Thursday, September 20, 2007

orientation week

It's orientation week here at Fuller. One thing I've noticed about orientations--whether for college, seminary or a new job--is that they sure make people act weird. It's understandable. We've all been in some way uprooted. Many have left behind a support network of family and friends. Everyone is nervous, awkward, trying to look good and impress. Many people come off as overly confident, posturing, anxious to find their place in the pecking order.

It may not bring out "the worst" in people, but it certainly reveals an unflattering side.
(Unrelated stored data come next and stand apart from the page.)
// Rust guideline compliant 2026-10-18

//! Coupons CLI library.
//!
//! This library exposes the CLI modules for use in tests and external code.

pub mod commands;
pub mod logging;
pub mod output;
pub mod session;
pub mod terminal;

pub use output::{create_formatter, Action, OutputFormatter};
pub use session::{FileTracker, Session};
pub use terminal::{get_terminal_width, should_use_color, wrap_text};
// Rust guideline compliant 2026-10-18

//! Command implementations for the Coupons CLI.

pub mod add;
pub mod delete;
pub mod edit;
pub mod init;
pub mod list;
pub mod mark_used;
pub mod restore;
pub mod show;
pub mod stats;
Wednesday, September 12, 2007

The Mermaid Chair

My grandmother lent me a copy of The Mermaid Chair by Sue Monk Kidd. If it belonged to me, I would have torn it to shreds, gnashed bits of it with my teeth, contemptuously spit on the rest and burned the remains. Like what I did to a couple of the “Left Behind” books--though for different reasons.

My main problem with The Mermaid Chair is that it glorifies the protagonist’s adultery, making it out to be some kind of unavoidable, courageous, live-giving act. The way adultery is portrayed so often in books and movies, it would seem our culture doesn’t consider it to be, necessarily, a bad thing. But it is. And to call evil good is a vile injustice.

If someone were to write a book or make a film wherein the protagonist is having a mid-life crisis, and decides to bravely throw caution to the wind, and allow his desire to overtake him and rapes a 16 year old girl, then slashes her to death, thus freeing himself from the shackles of a monotonous marriage and coming to that wondrous realization that he can do something that will surprise himself--oh, yes, and he has no regrets, because the act made him feel so “alive”--if someone, as I say, wrote such a thing, people would be utterly disgusted. And they would know how I feel about The Mermaid Chair.